= ACTIVITY =
Start at the line with "use lotus_plan_server::catalog::PoseCatalog;" in the records below, stop at the line with "assessment.sessions_per_week = 4;", and return every line in that span exactly, the two end lines included.

= Collected data =
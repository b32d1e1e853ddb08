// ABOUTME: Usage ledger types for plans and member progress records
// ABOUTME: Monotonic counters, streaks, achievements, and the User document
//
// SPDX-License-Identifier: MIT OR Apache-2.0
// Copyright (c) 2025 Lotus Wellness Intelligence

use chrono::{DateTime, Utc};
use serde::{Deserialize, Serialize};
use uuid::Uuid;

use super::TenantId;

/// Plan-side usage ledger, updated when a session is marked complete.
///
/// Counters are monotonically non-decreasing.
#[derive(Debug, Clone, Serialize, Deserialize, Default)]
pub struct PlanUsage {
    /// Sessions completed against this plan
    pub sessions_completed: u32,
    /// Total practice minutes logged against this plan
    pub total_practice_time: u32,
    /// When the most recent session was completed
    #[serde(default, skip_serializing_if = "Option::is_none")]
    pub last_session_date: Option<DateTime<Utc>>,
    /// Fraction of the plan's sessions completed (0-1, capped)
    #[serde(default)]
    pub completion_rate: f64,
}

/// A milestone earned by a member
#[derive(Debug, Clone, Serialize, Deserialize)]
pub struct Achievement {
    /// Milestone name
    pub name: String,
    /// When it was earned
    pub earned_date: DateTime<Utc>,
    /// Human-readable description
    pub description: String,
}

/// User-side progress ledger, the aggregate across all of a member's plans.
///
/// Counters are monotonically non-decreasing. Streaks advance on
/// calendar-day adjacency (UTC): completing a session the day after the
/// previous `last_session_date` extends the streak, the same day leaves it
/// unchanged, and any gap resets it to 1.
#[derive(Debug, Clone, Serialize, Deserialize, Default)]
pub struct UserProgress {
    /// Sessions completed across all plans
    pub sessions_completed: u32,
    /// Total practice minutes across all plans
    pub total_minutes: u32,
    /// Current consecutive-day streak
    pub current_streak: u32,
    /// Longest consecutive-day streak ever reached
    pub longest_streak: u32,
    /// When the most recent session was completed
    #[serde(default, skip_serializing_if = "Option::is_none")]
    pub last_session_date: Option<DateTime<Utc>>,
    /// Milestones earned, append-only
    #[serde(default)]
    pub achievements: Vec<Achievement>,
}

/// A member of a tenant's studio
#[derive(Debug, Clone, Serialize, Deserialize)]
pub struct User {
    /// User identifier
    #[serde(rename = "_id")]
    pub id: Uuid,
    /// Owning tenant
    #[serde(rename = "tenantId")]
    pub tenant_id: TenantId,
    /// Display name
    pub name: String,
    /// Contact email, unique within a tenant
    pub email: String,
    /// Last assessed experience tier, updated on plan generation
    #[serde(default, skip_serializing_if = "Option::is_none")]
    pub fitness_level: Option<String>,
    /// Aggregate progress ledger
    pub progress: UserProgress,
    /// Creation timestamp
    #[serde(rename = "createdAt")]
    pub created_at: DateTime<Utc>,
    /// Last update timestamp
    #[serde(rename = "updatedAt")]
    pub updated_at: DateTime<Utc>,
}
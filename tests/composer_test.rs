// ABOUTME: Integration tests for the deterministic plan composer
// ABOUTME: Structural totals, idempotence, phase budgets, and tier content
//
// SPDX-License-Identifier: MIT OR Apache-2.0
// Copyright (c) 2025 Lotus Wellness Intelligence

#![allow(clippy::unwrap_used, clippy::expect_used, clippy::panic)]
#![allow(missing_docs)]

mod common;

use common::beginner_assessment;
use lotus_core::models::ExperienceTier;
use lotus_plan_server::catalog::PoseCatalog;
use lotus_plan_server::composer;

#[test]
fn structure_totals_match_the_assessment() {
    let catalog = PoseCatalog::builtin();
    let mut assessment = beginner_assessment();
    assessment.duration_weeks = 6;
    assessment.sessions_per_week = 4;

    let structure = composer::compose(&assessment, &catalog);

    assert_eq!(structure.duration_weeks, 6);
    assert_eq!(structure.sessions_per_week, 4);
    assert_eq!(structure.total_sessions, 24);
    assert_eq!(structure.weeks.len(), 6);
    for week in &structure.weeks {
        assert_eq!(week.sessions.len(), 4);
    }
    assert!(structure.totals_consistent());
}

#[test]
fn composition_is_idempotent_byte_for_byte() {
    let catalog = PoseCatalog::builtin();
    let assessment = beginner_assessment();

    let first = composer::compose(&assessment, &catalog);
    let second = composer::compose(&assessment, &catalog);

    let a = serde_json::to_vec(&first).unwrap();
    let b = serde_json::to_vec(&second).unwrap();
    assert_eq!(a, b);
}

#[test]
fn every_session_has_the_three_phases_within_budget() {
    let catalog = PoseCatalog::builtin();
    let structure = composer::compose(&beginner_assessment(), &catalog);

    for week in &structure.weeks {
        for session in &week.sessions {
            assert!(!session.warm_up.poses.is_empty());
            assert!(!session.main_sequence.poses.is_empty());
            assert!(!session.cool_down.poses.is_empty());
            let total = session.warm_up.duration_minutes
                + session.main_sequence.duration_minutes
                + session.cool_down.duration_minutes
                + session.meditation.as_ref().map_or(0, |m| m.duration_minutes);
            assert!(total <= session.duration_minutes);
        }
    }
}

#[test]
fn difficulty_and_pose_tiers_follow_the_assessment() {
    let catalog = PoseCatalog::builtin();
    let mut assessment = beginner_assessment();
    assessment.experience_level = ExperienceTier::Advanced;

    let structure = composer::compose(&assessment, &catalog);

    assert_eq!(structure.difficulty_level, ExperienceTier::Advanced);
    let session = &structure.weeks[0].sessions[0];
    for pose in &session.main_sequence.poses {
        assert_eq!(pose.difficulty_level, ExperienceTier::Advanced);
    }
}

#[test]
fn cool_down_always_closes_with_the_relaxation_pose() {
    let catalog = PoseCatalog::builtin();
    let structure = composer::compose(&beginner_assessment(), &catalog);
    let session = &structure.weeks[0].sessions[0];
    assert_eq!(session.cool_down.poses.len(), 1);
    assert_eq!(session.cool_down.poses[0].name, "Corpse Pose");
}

= PROBLEM SOLUTION =
use lotus_plan_server::catalog::PoseCatalog;
use lotus_plan_server::composer;

#[test]
fn structure_totals_match_the_assessment() {
    let catalog = PoseCatalog::builtin();
    let mut assessment = beginner_assessment();
    assessment.duration_weeks = 6;
    assessment.sessions_per_week = 4;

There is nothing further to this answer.